ATC activated Graham Air Base, Florida in January 1953 to replace Greenville Air Base as a contract primary pilot training school. Greenville was redesignated as Greenville Air Force Base and became a full-fledged Air Training Command basic single-engine pilot training school, with the 3505th Pilot Training Wing (Basic, Single-Engine) as its operational training unit. Instruction was begun in April 1953 flying T-28 Trojans. The wing was upgraded to jet trainers in 1955 when T-33 Shooting Stars arrived.

On 1 December 1960, pilot training at Greenville was discontinued and the 3505th Pilot Training Wing was inactivated. The T-33s were sent to the new Consolidated Pilot Training school (later redesignated as Undergraduate Pilot Training, or UPT) at Craig Air Force Base, Alabama.
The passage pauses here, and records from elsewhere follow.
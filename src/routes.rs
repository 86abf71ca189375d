//! Site route table.
//!
//! Maps request paths to what the site serves. Public routes render a page,
//! protected routes redirect to the login path when the visitor is not
//! authenticated, and everything else is not found. The generator walks this
//! table to decide which files to write: a page per public route, a redirect
//! stub per protected route and one `404.html`.
//!
//! There is no authentication backend, so [`AuthState::default`] is always
//! unauthenticated and protected routes always redirect.

use crate::types::Page;

/// Target of the redirect for protected routes.
pub const LOGIN_PATH: &str = "/login";

/// Routes that need an authenticated visitor.
pub const PROTECTED_PATHS: &[&str] = &["/dashboard", "/admin"];

/// Top-level directories written by the generator itself.
const BUILTIN_DIRS: &[&str] = &["projects", "techlog", "contact", "shots", "assets"];

/// Whether a page slug would write over a built-in route or directory.
pub fn is_reserved_slug(slug: &str) -> bool {
    let path = format!("/{slug}");
    BUILTIN_DIRS.contains(&slug) || PROTECTED_PATHS.contains(&path.as_str()) || path == LOGIN_PATH
}

#[derive(Debug, Clone, PartialEq, Eq)]
pub enum Route {
    Home,
    Projects,
    TechLog,
    Contact,
    /// A markdown page, by slug.
    Page(String),
}

impl Route {
    /// Canonical path with trailing slash (`/` for home).
    pub fn path(&self) -> String {
        match self {
            Route::Home => "/".to_string(),
            Route::Projects => "/projects/".to_string(),
            Route::TechLog => "/techlog/".to_string(),
            Route::Contact => "/contact/".to_string(),
            Route::Page(slug) => format!("/{slug}/"),
        }
    }

    /// Output file relative to the site root.
    pub fn output_file(&self) -> String {
        match self {
            Route::Home => "index.html".to_string(),
            other => format!("{}index.html", other.path().trim_start_matches('/')),
        }
    }
}

#[derive(Debug, Clone, Copy, Default, PartialEq, Eq)]
pub struct AuthState {
    pub authenticated: bool,
}

#[derive(Debug, Clone, PartialEq, Eq)]
pub enum Resolution {
    Render(Route),
    Redirect(&'static str),
    NotFound,
}

/// The set of routes a built site serves.
#[derive(Debug, Clone)]
pub struct RouteTable {
    public: Vec<Route>,
}

impl RouteTable {
    /// Fixed routes plus one per non-link markdown page. A page whose route
    /// is already taken, or that would shadow a built-in one, is left out.
    pub fn new(pages: &[Page]) -> Self {
        let mut public = vec![Route::Home, Route::Projects, Route::TechLog, Route::Contact];
        for page in pages.iter().filter(|p| !p.is_link) {
            let route = Route::Page(page.slug.clone());
            if page.slug.is_empty() || is_reserved_slug(&page.slug) || public.contains(&route) {
                tracing::warn!(slug = %page.slug, "page skipped: its route is already taken");
                continue;
            }
            public.push(route);
        }
        Self { public }
    }

    pub fn public(&self) -> &[Route] {
        &self.public
    }

    /// Resolve a request path. Trailing slashes are ignored.
    pub fn resolve(&self, path: &str, auth: AuthState) -> Resolution {
        let normalized = normalize(path);
        if PROTECTED_PATHS.contains(&normalized.as_str()) {
            return if auth.authenticated {
                // Protected pages have no content yet
                Resolution::NotFound
            } else {
                Resolution::Redirect(LOGIN_PATH)
            };
        }
        self.public
            .iter()
            .find(|r| normalize(&r.path()) == normalized)
            .map(|r| Resolution::Render(r.clone()))
            .unwrap_or(Resolution::NotFound)
    }
}

fn normalize(path: &str) -> String {
    let trimmed = path.trim().trim_end_matches('/');
    if trimmed.is_empty() {
        "/".to_string()
    } else if trimmed.starts_with('/') {
        trimmed.to_string()
    } else {
        format!("/{trimmed}")
    }
}

#[cfg(test)]
mod tests {
    use super::*;

    fn page(slug: &str, is_link: bool) -> Page {
        Page {
            title: slug.to_string(),
            link_title: slug.to_string(),
            slug: slug.to_string(),
            body: String::new(),
            in_nav: true,
            sort_key: 10,
            is_link,
        }
    }

    fn table() -> RouteTable {
        RouteTable::new(&[page("about", false), page("blog", true)])
    }

    #[test]
    fn public_routes_render() {
        let t = table();
        let anon = AuthState::default();
        assert_eq!(t.resolve("/", anon), Resolution::Render(Route::Home));
        assert_eq!(t.resolve("/projects", anon), Resolution::Render(Route::Projects));
        assert_eq!(t.resolve("/techlog/", anon), Resolution::Render(Route::TechLog));
        assert_eq!(
            t.resolve("about", anon),
            Resolution::Render(Route::Page("about".into()))
        );
    }

    #[test]
    fn protected_routes_redirect_to_login() {
        let t = table();
        for path in ["/dashboard", "/admin/"] {
            assert_eq!(
                t.resolve(path, AuthState::default()),
                Resolution::Redirect(LOGIN_PATH)
            );
        }
    }

    #[test]
    fn authenticated_visitor_is_not_redirected() {
        let t = table();
        let auth = AuthState { authenticated: true };
        assert_eq!(t.resolve("/dashboard", auth), Resolution::NotFound);
    }

    #[test]
    fn unknown_and_link_pages_not_found() {
        let t = table();
        assert_eq!(t.resolve("/nope", AuthState::default()), Resolution::NotFound);
        assert_eq!(t.resolve("/blog", AuthState::default()), Resolution::NotFound);
        // the login target itself is not a route
        assert_eq!(t.resolve(LOGIN_PATH, AuthState::default()), Resolution::NotFound);
    }

    #[test]
    fn output_files() {
        assert_eq!(Route::Home.output_file(), "index.html");
        assert_eq!(Route::Projects.output_file(), "projects/index.html");
        assert_eq!(Route::Page("about".into()).output_file(), "about/index.html");
    }

    #[test]
    fn colliding_pages_do_not_replace_builtin_routes() {
        let t = RouteTable::new(&[
            page("", false),
            page("projects", false),
            page("login", false),
            page("about", false),
            page("about", false),
        ]);
        let pages: Vec<&Route> = t
            .public()
            .iter()
            .filter(|r| matches!(r, Route::Page(_)))
            .collect();
        assert_eq!(pages, vec![&Route::Page("about".into())]);
        assert_eq!(t.resolve("/", AuthState::default()), Resolution::Render(Route::Home));
    }

    #[test]
    fn reserved_slugs() {
        for slug in ["projects", "techlog", "contact", "login", "dashboard", "admin", "shots", "assets"] {
            assert!(is_reserved_slug(slug), "{slug}");
        }
        assert!(!is_reserved_slug("about"));
        assert!(!is_reserved_slug("소개"));
    }
}
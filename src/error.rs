use thiserror::Error;

pub type Result<T> = std::result::Result<T, GeometryError>;

/// Errors raised by grouping, counting and reprojection.
///
/// An empty dataset is never an error; it groups to an empty set and counts to zero.
#[derive(Debug, Error, Clone, PartialEq)]
pub enum GeometryError {
    #[error("polygon needs at least 3 distinct vertices, got {distinct}")]
    TooFewVertices { distinct: usize },

    #[error("non-finite coordinate ({x}, {y}) at index {index}")]
    NonFiniteCoordinate { index: usize, x: f64, y: f64 },

    #[error("point event at index {index} has an empty entity id")]
    MissingEntityId { index: usize },

    #[error("unsupported coordinate reference system: {0}")]
    UnknownCrs(String),
}

impl GeometryError {
    /// True for the malformed polygon / malformed point class of errors.
    pub fn is_invalid_geometry(&self) -> bool {
        matches!(
            self,
            GeometryError::TooFewVertices { .. }
                | GeometryError::NonFiniteCoordinate { .. }
                | GeometryError::MissingEntityId { .. }
        )
    }
}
Air Training Command initially wanted to close the base, however, owing to political pressure, several technical training courses were transferred to the base and the facility became the Greenville Air Technical Training Center for ATC. Between November 1960 and mid-1961, Greenville received six personnel courses from Lackland Air Force Base, Texas and two fire protection courses from Lowry Air Force Base, Colorado under the new 3505th Technical Training Wing. In 1962, several medical courses were also reassigned to Greenville from Lackland.
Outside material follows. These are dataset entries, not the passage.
//! Grouping and counting behaviour over small hand-built datasets.

use device_heatmap::counting::{entity_tallies, points_within};
use device_heatmap::{count_within, group, GeometryError, PointEvent, Region};
use geo::Coord;

fn unit_square() -> Region {
    Region::from_lon_lat(&[(-1.0, -1.0), (-1.0, 1.0), (1.0, 1.0), (1.0, -1.0)]).unwrap()
}

fn sorted_coords(mut coords: Vec<(f64, f64)>) -> Vec<(f64, f64)> {
    coords.sort_by(|a, b| a.partial_cmp(b).unwrap());
    coords
}

#[test]
fn test_grouping_preserves_point_multiset() {
    let events: Vec<PointEvent> = (0..40)
        .map(|i| {
            PointEvent::new(
                (i % 7) as f64 * 0.5,
                (i % 3) as f64 * 0.25,
                format!("dev-{}", i % 5),
            )
        })
        .collect();

    let grouped = group(&events).unwrap();
    assert_eq!(grouped.len(), 5);
    assert_eq!(grouped.point_count(), events.len());

    let input = sorted_coords(events.iter().map(|e| (e.longitude, e.latitude)).collect());
    let output = sorted_coords(
        grouped
            .iter()
            .flat_map(|(_, points)| points.iter().map(|c| (c.x, c.y)))
            .collect(),
    );
    assert_eq!(input, output);
}

#[test]
fn test_grouping_order_is_reversed() {
    let events = vec![
        PointEvent::new(1.0, 0.0, "first"),
        PointEvent::new(2.0, 0.0, "second"),
        PointEvent::new(3.0, 0.0, "first"),
        PointEvent::new(4.0, 0.0, "third"),
    ];
    let grouped = group(&events).unwrap();

    // Newest event's entity comes first
    assert_eq!(
        grouped.entity_ids().collect::<Vec<_>>(),
        vec!["third", "first", "second"]
    );
    assert_eq!(
        grouped.get("first").unwrap(),
        &[Coord { x: 3.0, y: 0.0 }, Coord { x: 1.0, y: 0.0 }]
    );
}

#[test]
fn test_single_entity_many_points() {
    let events: Vec<PointEvent> = (0..12)
        .map(|i| PointEvent::new(i as f64, i as f64, "solo"))
        .collect();
    let grouped = group(&events).unwrap();
    assert_eq!(grouped.len(), 1);
    assert_eq!(grouped.get("solo").unwrap().len(), 12);
}

#[test]
fn test_coincident_points_scenario() {
    let grouped = group(&[
        PointEvent::new(0.0, 0.0, "A"),
        PointEvent::new(0.0, 0.0, "A"),
        PointEvent::new(10.0, 10.0, "B"),
    ])
    .unwrap();

    let result = count_within(&unit_square(), &grouped);
    assert_eq!(result.entities, 1);
    assert_eq!(result.label(), "1");

    let tallies = entity_tallies(&unit_square(), &grouped);
    assert_eq!(tallies, vec![("B", 0), ("A", 2)]);
}

#[test]
fn test_three_single_point_entities_inside() {
    let grouped = group(&[
        PointEvent::new(0.1, 0.1, "a"),
        PointEvent::new(-0.5, 0.5, "b"),
        PointEvent::new(0.5, -0.5, "c"),
    ])
    .unwrap();
    assert_eq!(count_within(&unit_square(), &grouped).entities, 3);
}

#[test]
fn test_polygon_around_one_entity_only() {
    let grouped = group(&[
        PointEvent::new(11.501, 48.101, "inside"),
        PointEvent::new(11.502, 48.102, "inside"),
        PointEvent::new(11.6, 48.2, "outside"),
        PointEvent::new(11.7, 48.3, "outside"),
    ])
    .unwrap();
    let region =
        Region::from_lon_lat(&[(11.5, 48.1), (11.51, 48.1), (11.51, 48.11), (11.5, 48.11)])
            .unwrap();

    let tallies = entity_tallies(&region, &grouped);
    assert!(tallies.contains(&("inside", 2)));
    assert!(tallies.contains(&("outside", 0)));
    assert_eq!(count_within(&region, &grouped).entities, 1);
}

#[test]
fn test_empty_polygon_counts_zero() {
    let grouped = group(&[
        PointEvent::new(5.0, 5.0, "a"),
        PointEvent::new(6.0, 6.0, "b"),
    ])
    .unwrap();
    assert_eq!(count_within(&unit_square(), &grouped).entities, 0);
}

#[test]
fn test_counting_is_repeatable() {
    let grouped = group(&[
        PointEvent::new(0.0, 0.0, "a"),
        PointEvent::new(0.5, 0.5, "b"),
        PointEvent::new(3.0, 3.0, "c"),
    ])
    .unwrap();
    let before = grouped.clone();

    let first = count_within(&unit_square(), &grouped);
    let second = count_within(&unit_square(), &grouped);
    assert_eq!(first, second);
    assert_eq!(grouped, before);
}

#[test]
fn test_boundary_points_are_outside() {
    let grouped = group(&[
        PointEvent::new(1.0, 0.0, "edge"),
        PointEvent::new(-1.0, -1.0, "vertex"),
    ])
    .unwrap();
    assert_eq!(count_within(&unit_square(), &grouped).entities, 0);
    assert_eq!(
        points_within(&unit_square(), &[Coord { x: 0.0, y: 1.0 }]),
        0
    );
}

#[test]
fn test_concave_polygon() {
    // U shape opening upwards; the notch at (2, 2) is outside
    let region = Region::from_lon_lat(&[
        (0.0, 0.0),
        (4.0, 0.0),
        (4.0, 4.0),
        (3.0, 4.0),
        (3.0, 1.0),
        (1.0, 1.0),
        (1.0, 4.0),
        (0.0, 4.0),
    ])
    .unwrap();
    let grouped = group(&[
        PointEvent::new(2.0, 2.0, "notch"),
        PointEvent::new(0.5, 3.0, "left-arm"),
        PointEvent::new(3.5, 3.0, "right-arm"),
    ])
    .unwrap();
    assert_eq!(count_within(&region, &grouped).entities, 2);
}

#[test]
fn test_invalid_polygons() {
    assert_eq!(
        Region::from_lon_lat(&[(0.0, 0.0), (1.0, 1.0)]).unwrap_err(),
        GeometryError::TooFewVertices { distinct: 2 }
    );
    let err = Region::from_lon_lat(&[(0.0, 0.0), (1.0, f64::NAN), (1.0, 1.0)]).unwrap_err();
    assert!(err.is_invalid_geometry());
}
In December 1963, Secretary of Defense Robert MacNamara announced that Greenville would be closed in 1965 as part of budgetary reductions. During 1964, activities at Greenville began to be phased down, initially by downgrading the 3505th to group status and moving medical courses to Gunter Air Force Station, Alabama; personnel courses moved to Amarillo Air Force Base, Texas and firefighting courses to Chanute Air Force Base, Illinois. On 1 April 1964, the 3505th TTG was inactivated. Greenville Air Force Base was placed in caretaker status, being assigned as a sub-base to Keesler Air Force Base, Mississippi. De-militarization activities at Greenville AFB were commenced and the military part of the airport was returned to full civilian control on 27 December 1966.